I took your number for all donations, individual and group, for the pro-Israeli number over 16 years and compared it to fundraising for one presidential election. That gives the maximum benefit of the doubt to your thesis, which has now been mathematically proven wrong. You have abandoned the real world for one of hate fueled fantasy.
Rid, can you do me a favour and tone down your responses?
i have no issues with hate, I'm just in favour of human rights and a political system for the people by the people.
I'll trim out the parts that aren't related to the discussion for now, but really, the language is a bit uncalled for.

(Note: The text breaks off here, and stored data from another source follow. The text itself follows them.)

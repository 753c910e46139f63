//! MCP server handler implementation.
//!
//! This module defines the main server handler that
//! routes tool calls to the appropriate implementations.
use crate::tools::{
    CachePurgeParams, PostGetParams, PostsListParams, get_impl, list_impl, purge_impl, status_impl,
};
use folio_client::ContentSync;
use std::sync::Arc;

use rmcp::{
    ErrorData as McpError, ServerHandler,
    handler::server::{
        tool::{ToolCallContext, ToolRouter},
        wrapper::Parameters,
    },
    model::{
        CallToolRequestParam, CallToolResult, Implementation, ListToolsResult, PaginatedRequestParam, ProtocolVersion,
        ServerCapabilities, ServerInfo,
    },
    service::{RequestContext, RoleServer},
    tool, tool_router,
};

/// The main MCP server handler for folio-sync.
#[derive(Clone)]
pub struct FolioServer {
    sync: Arc<ContentSync>,
    tool_router: ToolRouter<Self>,
}

/// Tool router implementation using the #[tool_router] macro.
///
/// This macro generates the routing logic that maps tool names to handler methods.
#[tool_router]
impl FolioServer {
    /// Create a new server handler over a shared sync layer.
    pub fn new(sync: Arc<ContentSync>) -> Self {
        Self { sync, tool_router: Self::tool_router() }
    }

    #[tool(
        description = "List published posts, newest first. Falls back to the local snapshot or the origin mirror when every source is down; `degraded` marks such pages."
    )]
    async fn posts_list(&self, params: Parameters<PostsListParams>) -> Result<CallToolResult, McpError> {
        list_impl(&self.sync, params.0).await
    }

    #[tool(description = "Get one sanitized post by slug. Returns NOT_FOUND when no source, snapshot or mirror has it.")]
    async fn post_get(&self, params: Parameters<PostGetParams>) -> Result<CallToolResult, McpError> {
        get_impl(&self.sync, params.0).await
    }

    #[tool(description = "Report source availability, the last fetch outcome, snapshot size and cache entry counts.")]
    async fn sync_status(&self) -> Result<CallToolResult, McpError> {
        status_impl(&self.sync).await
    }

    #[tool(description = "Delete cached entries for one family (api_pages, posts, availability, local_sync, status) or all.")]
    async fn cache_purge(&self, params: Parameters<CachePurgeParams>) -> Result<CallToolResult, McpError> {
        purge_impl(self.sync.store(), params.0).await
    }
}

impl ServerHandler for FolioServer {
    fn get_info(&self) -> ServerInfo {
        ServerInfo {
            server_info: Implementation {
                name: "folio-sync".into(),
                version: env!("CARGO_PKG_VERSION").into(),
                ..Default::default()
            },
            protocol_version: ProtocolVersion::LATEST,
            capabilities: ServerCapabilities::builder().enable_tools().build(),
            ..Default::default()
        }
    }

    async fn list_tools(
        &self, _request: Option<PaginatedRequestParam>, _context: RequestContext<RoleServer>,
    ) -> Result<ListToolsResult, rmcp::model::ErrorData> {
        Ok(ListToolsResult { meta: None, tools: self.tool_router.list_all(), next_cursor: None })
    }

    async fn call_tool(
        &self, request: CallToolRequestParam, context: RequestContext<RoleServer>,
    ) -> Result<CallToolResult, rmcp::model::ErrorData> {
        self.tool_router
            .call(ToolCallContext::new(self, request, context))
            .await
    }
}

#[cfg(test)]
mod tests {
    use super::*;
    use crate::tools::testing::offline_sync;

    #[tokio::test]
    async fn test_router_lists_all_tools() {
        let server = FolioServer::new(offline_sync().await);
        let mut names: Vec<String> = server.tool_router.list_all().into_iter().map(|t| t.name.to_string()).collect();
        names.sort();
        assert_eq!(names, vec!["cache_purge", "post_get", "posts_list", "sync_status"]);
    }

    #[tokio::test]
    async fn test_server_info() {
        let server = FolioServer::new(offline_sync().await);
        let info = server.get_info();
        assert_eq!(info.server_info.name, "folio-sync");
        assert!(info.capabilities.tools.is_some());
    }
}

Now, I'm going to admit that I'm not going to waste a few hours researching into the funding of US politics, I really do have better things to do. I understand your $750 million fundraiser for Obama skews the results, but probably where you'd really want to look is the fundraising of all members of congress and the senate, not just the president. I'm still trying to track down the original Richard Cohen article to find out where he got his 60% from, it does seem very high, but regardless of wasting hours debating funding, funding rules, accounting and definitions of lobbying, the point is that the Israeli lobby in the US wields excessive power, relative to the population and importance of Israel.
There is a bill tabled in the US that really exemplifies the problem.
The House Foreign Affairs Committee hurriedly convened this week to consider a new "crippling sanctions" bill that seems less designed to deter an Iranian nuclear weapon than to lay the groundwork for war.
The clearest evidence that war is the intention of the bill's supporters comes in Section 601:
(c) RESTRICTION ON CONTACT - No person employed with the United States Government may contact in an official or unofficial capacity any person that -
(1) is an agent, instrumentality, or official of, is affiliated with, or is serving as a representative of the Government of Iran; and
(2) presents a threat to the United States or is affiliated with terrorist organisations.
(d) WAIVER - The president may waive the requirements of subsection (c) if the president determines and so reports to the appropriate congressional committees 15 days prior to the exercise of waiver authority that failure to exercise such waiver authority would pose an unusual and extraordinary threat to the vital national security interests of the United States.
Preventing diplomacy
So what does this mean? It means that neither the president, the secretary of state, nor any US diplomat or emissary may engage in negotiations or diplomacy of any kind unless the president convinces the "appropriate congressional committees" (most significantly, the House Foreign Affairs Committee, which is an AIPAC fiefdom) that not permitting the contacts would pose an "extraordinary threat to the vital national security interests of the United States".
That's from Al Jazeera, by the way.
Why is it that AIPAC is sponsoring a bill that prevents diplomacy and handcuffs the President?